Where Does Cholesterol Come From?

Where does cholesterol come from?

Cholesterol comes from your body and from food.

  1. Your body: Your body makes all the cholesterol you need and circulates it through the blood. You produce more cholesterol when you eat foods that are high in saturated and trans fats.
  2. Your food: Eating food with cholesterol, saturated fats, and trans fats can raise the cholesterol level in your blood.
    • Saturated fats: These are fats in foods that come mostly from animal fat. Some examples are butter, cream, and meat.
    • Trans fats: These fats are naturally in some foods, like meat and dairy products, but can also be made by adding hydrogen to vegetable oils. This makes the oils more solid. You can find trans fats in some foods that are fried. Other examples are some margarines and shortening.


Read food package labels to find out the fat content in the foods you eat.

Why is high cholesterol bad?

Too much LDL (bad) cholesterol can build up in the walls of your arteries. Over time, this buildup can lower blood flow. It can also increase your risk of coronary artery disease. Coronary artery disease affects the blood vessels in your heart.
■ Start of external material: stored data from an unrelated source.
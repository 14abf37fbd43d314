//! services/api/src/web/ws_handler.rs
//!
//! This is the main entry point and control loop for a WebSocket connection.
//! Each connection is one session actor: it owns the form state and the busy latch,
//! handles one client message at a time, and receives generation outcomes through
//! a channel so that at most one generation is in flight per session.

use crate::{
    error::ApiError,
    web::{
        generation_task::{spawn_generation, GenerationOutcome},
        protocol::{ClientMessage, ServerMessage},
        state::{AppState, SessionState},
    },
};
use axum::{
    extract::{
        ws::{Message, WebSocket},
        State, WebSocketUpgrade,
    },
    response::Response,
};
use essay_writer_core::{
    download_file_name, format_essay_text, sample_essays, ClearConfirmation, HistoryEntry,
};
use futures::{
    stream::{SplitSink, StreamExt},
    SinkExt,
};
use std::sync::Arc;
use tokio::sync::mpsc;
use tracing::{error, info, warn};

/// The handler for upgrading HTTP requests to WebSocket connections.
pub async fn ws_handler(
    ws: WebSocketUpgrade,
    State(app_state): State<Arc<AppState>>,
) -> Response {
    ws.on_upgrade(move |socket| handle_socket(socket, app_state))
}

async fn handle_socket(socket: WebSocket, app_state: Arc<AppState>) {
    info!("New WebSocket connection established.");

    let (mut ws_sender, mut receiver) = socket.split();
    let (outcome_tx, mut outcome_rx) = mpsc::channel::<GenerationOutcome>(1);
    let mut session = SessionState::new();

    // --- 1. Initialization Phase ---
    let init_msg = ServerMessage::SessionInitialized {
        history: app_state.history_summaries(),
    };
    if let Err(e) = send_message(&mut ws_sender, &init_msg).await {
        error!("Failed to send session initialized message: {}", e);
        return;
    }

    // --- 2. Main Message Loop ---
    loop {
        let replies = tokio::select! {
            incoming = receiver.next() => match incoming {
                Some(Ok(Message::Text(text))) => {
                    match serde_json::from_str::<ClientMessage>(text.as_str()) {
                        Ok(client_msg) => {
                            handle_client_message(client_msg, &app_state, &mut session, &outcome_tx)
                        }
                        Err(e) => {
                            warn!("Failed to deserialize client message: {}", e);
                            vec![ServerMessage::Error {
                                message: "Unrecognized message.".to_string(),
                            }]
                        }
                    }
                }
                Some(Ok(Message::Close(_))) => {
                    info!("Client sent close message.");
                    break;
                }
                Some(Ok(_)) => Vec::new(),
                Some(Err(e)) => {
                    warn!("WebSocket receive error: {}", e);
                    break;
                }
                None => {
                    info!("Client disconnected.");
                    break;
                }
            },
            Some(outcome) = outcome_rx.recv() => {
                handle_generation_outcome(outcome, &app_state, &mut session)
            }
        };

        for reply in &replies {
            if let Err(e) = send_message(&mut ws_sender, reply).await {
                error!("Failed to send message to client: {}", e);
                return;
            }
        }
    }

    // --- 3. Cleanup ---
    if session.is_generating() {
        info!("Connection closed with a generation still in flight; its result will be dropped.");
    }
    info!("WebSocket connection closed.");
}

async fn send_message(
    ws_sender: &mut SplitSink<WebSocket, Message>,
    message: &ServerMessage,
) -> Result<(), ApiError> {
    let json = serde_json::to_string(message)?;
    ws_sender.send(Message::Text(json.into())).await?;
    Ok(())
}

/// Applies one user action to the session and returns the replies for the client.
pub fn handle_client_message(
    client_msg: ClientMessage,
    app_state: &Arc<AppState>,
    session: &mut SessionState,
    outcome_tx: &mpsc::Sender<GenerationOutcome>,
) -> Vec<ServerMessage> {
    match client_msg {
        ClientMessage::Generate { form } => {
            if session.is_generating() {
                info!("Generate received while a generation is in flight; rejecting.");
                return vec![ServerMessage::Busy];
            }

            let request = match form.validate() {
                Ok(request) => request,
                Err(e) => {
                    info!("Form rejected: {}", e);
                    return vec![ServerMessage::ValidationFailed {
                        message: e.to_string(),
                    }];
                }
            };

            session.form = form;
            if !session.try_begin_generation() {
                return vec![ServerMessage::Busy];
            }
            spawn_generation(app_state.generator.clone(), request, outcome_tx.clone());
            vec![ServerMessage::GenerationStarted]
        }
        ClientMessage::LoadHistory { id } => {
            let entry = app_state.with_history(|history| history.get(&id).cloned());
            match entry {
                Some(entry) => {
                    let form = entry.request.to_form();
                    session.load(form.clone(), entry.essay_content.clone());
                    vec![ServerMessage::FormLoaded {
                        form,
                        essay: entry.essay_content,
                    }]
                }
                None => vec![ServerMessage::Error {
                    message: "That essay is no longer in your history.".to_string(),
                }],
            }
        }
        ClientMessage::LoadSample { index } => match sample_essays().get(index) {
            Some(sample) => {
                let (form, essay) = sample.to_form();
                session.load(form.clone(), essay.clone());
                vec![ServerMessage::FormLoaded { form, essay }]
            }
            None => vec![ServerMessage::Error {
                message: "No such sample essay.".to_string(),
            }],
        },
        ClientMessage::DeleteHistory { id } => {
            let removed = app_state.with_history(|history| history.remove(&id));
            info!(removed, "Delete requested for history entry {}.", id);
            vec![ServerMessage::HistoryUpdated {
                history: app_state.history_summaries(),
            }]
        }
        ClientMessage::ClearHistory { confirmed } => {
            match ClearConfirmation::from_user_response(confirmed) {
                Some(confirmation) => {
                    app_state.with_history(|history| history.clear(confirmation));
                    info!("Essay history cleared.");
                    vec![ServerMessage::HistoryUpdated {
                        history: Vec::new(),
                    }]
                }
                None => vec![ServerMessage::ClearConfirmationRequired],
            }
        }
        ClientMessage::ListHistory => vec![ServerMessage::HistoryUpdated {
            history: app_state.history_summaries(),
        }],
        ClientMessage::ListSamples => vec![ServerMessage::Samples {
            samples: sample_essays(),
        }],
        ClientMessage::Download => match &session.essay {
            Some(essay) => vec![ServerMessage::Download {
                file_name: download_file_name(&session.form.topic),
                text: format_essay_text(essay),
            }],
            None => vec![ServerMessage::Error {
                message: "There is no essay to download yet.".to_string(),
            }],
        },
    }
}

/// Releases the busy latch and records a successful essay. A failure leaves the
/// displayed essay and the history untouched.
pub fn handle_generation_outcome(
    outcome: GenerationOutcome,
    app_state: &Arc<AppState>,
    session: &mut SessionState,
) -> Vec<ServerMessage> {
    session.finish_generation();

    match outcome.result {
        Ok(essay) => {
            let entry = HistoryEntry::new(outcome.request, essay);
            session.essay = Some(entry.essay_content.clone());
            app_state.with_history(|history| history.append(entry.clone()));
            info!("Essay {} recorded in history.", entry.id);
            vec![
                ServerMessage::EssayGenerated { entry },
                ServerMessage::HistoryUpdated {
                    history: app_state.history_summaries(),
                },
            ]
        }
        Err(e) => {
            error!(cause = %e.cause(), "Essay generation failed.");
            vec![ServerMessage::Error {
                message: e.to_string(),
            }]
        }
    }
}

#[cfg(test)]
mod tests {
    use super::*;
    use crate::web::state::test_support::{test_state, VALID_REPLY};
    use essay_writer_core::{generation::GENERATION_FAILED_MESSAGE, EssayForm, EssayParagraph};

    fn generate(topic: &str) -> ClientMessage {
        ClientMessage::Generate {
            form: EssayForm {
                topic: topic.to_string(),
                ..EssayForm::default()
            },
        }
    }

    async fn run_generation(
        app_state: &Arc<AppState>,
        session: &mut SessionState,
        topic: &str,
    ) -> Vec<ServerMessage> {
        let (tx, mut rx) = mpsc::channel(1);
        let replies = handle_client_message(generate(topic), app_state, session, &tx);
        assert!(matches!(replies.as_slice(), [ServerMessage::GenerationStarted]));
        let outcome = rx.recv().await.unwrap();
        handle_generation_outcome(outcome, app_state, session)
    }

    #[tokio::test]
    async fn successful_generation_is_shown_and_recorded() {
        let app_state = test_state(Some(VALID_REPLY));
        let mut session = SessionState::new();

        let replies = run_generation(&app_state, &mut session, "Volcanoes").await;

        assert!(!session.is_generating());
        assert!(matches!(
            replies.as_slice(),
            [ServerMessage::EssayGenerated { .. }, ServerMessage::HistoryUpdated { history }]
                if history.len() == 1 && history[0].topic == "Volcanoes"
        ));
        assert_eq!(session.essay.as_ref().map(Vec::len), Some(3));
    }

    #[tokio::test]
    async fn second_generate_while_busy_is_rejected() {
        let app_state = test_state(Some(VALID_REPLY));
        let mut session = SessionState::new();
        let (tx, mut rx) = mpsc::channel(1);

        let first = handle_client_message(generate("Glaciers"), &app_state, &mut session, &tx);
        assert!(matches!(first.as_slice(), [ServerMessage::GenerationStarted]));

        let second = handle_client_message(generate("Deserts"), &app_state, &mut session, &tx);
        assert!(matches!(second.as_slice(), [ServerMessage::Busy]));

        let outcome = rx.recv().await.unwrap();
        assert_eq!(outcome.request.topic(), "Glaciers");
        handle_generation_outcome(outcome, &app_state, &mut session);
        assert!(!session.is_generating());
    }

    #[tokio::test]
    async fn failed_generation_keeps_previous_state() {
        let good = test_state(Some(VALID_REPLY));
        let mut session = SessionState::new();
        run_generation(&good, &mut session, "Volcanoes").await;
        let shown_before = session.essay.clone();

        let bad = test_state(Some(r#"{"paragraphs":[{"heading":"Only"}]}"#));
        let replies = run_generation(&bad, &mut session, "Earthquakes").await;

        assert!(matches!(
            replies.as_slice(),
            [ServerMessage::Error { message }] if message == GENERATION_FAILED_MESSAGE
        ));
        assert!(!session.is_generating());
        assert_eq!(session.essay, shown_before);
        assert!(bad.history_summaries().is_empty());
    }

    #[tokio::test]
    async fn invalid_form_is_rejected_without_starting() {
        let app_state = test_state(Some(VALID_REPLY));
        let mut session = SessionState::new();
        let (tx, mut rx) = mpsc::channel(1);

        let replies = handle_client_message(generate("   "), &app_state, &mut session, &tx);

        assert!(matches!(replies.as_slice(), [ServerMessage::ValidationFailed { .. }]));
        assert!(!session.is_generating());
        assert_eq!(session.form, EssayForm::default());
        assert!(rx.try_recv().is_err());
    }

    #[tokio::test]
    async fn loading_history_copies_the_entry() {
        let app_state = test_state(Some(VALID_REPLY));
        let mut session = SessionState::new();
        run_generation(&app_state, &mut session, "Volcanoes").await;
        let id = app_state.history_summaries()[0].id.clone();
        let (tx, _rx) = mpsc::channel(1);

        let mut other = SessionState::new();
        let replies =
            handle_client_message(ClientMessage::LoadHistory { id: id.clone() }, &app_state, &mut other, &tx);
        assert!(matches!(replies.as_slice(), [ServerMessage::FormLoaded { .. }]));

        other.form.topic = "Edited".to_string();
        if let Some(essay) = other.essay.as_mut() {
            essay.push(EssayParagraph {
                heading: "Extra".to_string(),
                content: "Added locally.".to_string(),
            });
        }

        let stored = app_state.with_history(|history| history.get(&id).cloned()).unwrap();
        assert_eq!(stored.request.topic(), "Volcanoes");
        assert_eq!(stored.essay_content.len(), 3);
    }

    #[test]
    fn clear_requires_confirmation() {
        let app_state = test_state(None);
        let mut session = SessionState::new();
        let (tx, _rx) = mpsc::channel(1);

        let replies = handle_client_message(
            ClientMessage::ClearHistory { confirmed: false },
            &app_state,
            &mut session,
            &tx,
        );
        assert!(matches!(replies.as_slice(), [ServerMessage::ClearConfirmationRequired]));

        let replies = handle_client_message(
            ClientMessage::ClearHistory { confirmed: true },
            &app_state,
            &mut session,
            &tx,
        );
        assert!(matches!(
            replies.as_slice(),
            [ServerMessage::HistoryUpdated { history }] if history.is_empty()
        ));
    }

    #[test]
    fn samples_load_and_download() {
        let app_state = test_state(None);
        let mut session = SessionState::new();
        let (tx, _rx) = mpsc::channel(1);

        let replies = handle_client_message(ClientMessage::Download, &app_state, &mut session, &tx);
        assert!(matches!(replies.as_slice(), [ServerMessage::Error { .. }]));

        handle_client_message(ClientMessage::LoadSample { index: 1 }, &app_state, &mut session, &tx);
        assert_eq!(session.form.topic, "Why Bees Matter");

        let replies = handle_client_message(ClientMessage::Download, &app_state, &mut session, &tx);
        match replies.as_slice() {
            [ServerMessage::Download { file_name, text }] => {
                assert_eq!(file_name, "why_bees_matter_essay.txt");
                assert!(text.starts_with("Introduction\n\n"));
            }
            other => panic!("unexpected replies: {other:?}"),
        }

        let replies =
            handle_client_message(ClientMessage::LoadSample { index: 99 }, &app_state, &mut session, &tx);
        assert!(matches!(replies.as_slice(), [ServerMessage::Error { .. }]));
    }
}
How do I know if I have high cholesterol?

Your health care provider may want to check your cholesterol with a blood test. The name of this test is a lipid panel or lipid profile. Your health care provider will choose when this test is right for you. Health care providers take into account your age and if you show any risk of high cholesterol or cardiovascular disease. This includes problems with your heart or blood vessels.

The lipid panel test includes:

  • LDL (bad) cholesterol levels
  • HDL (good) cholesterol levels
  • Triglyceride levels
  • Total cholesterol levels


Talk to your health care provider about your LDL (bad) cholesterol level.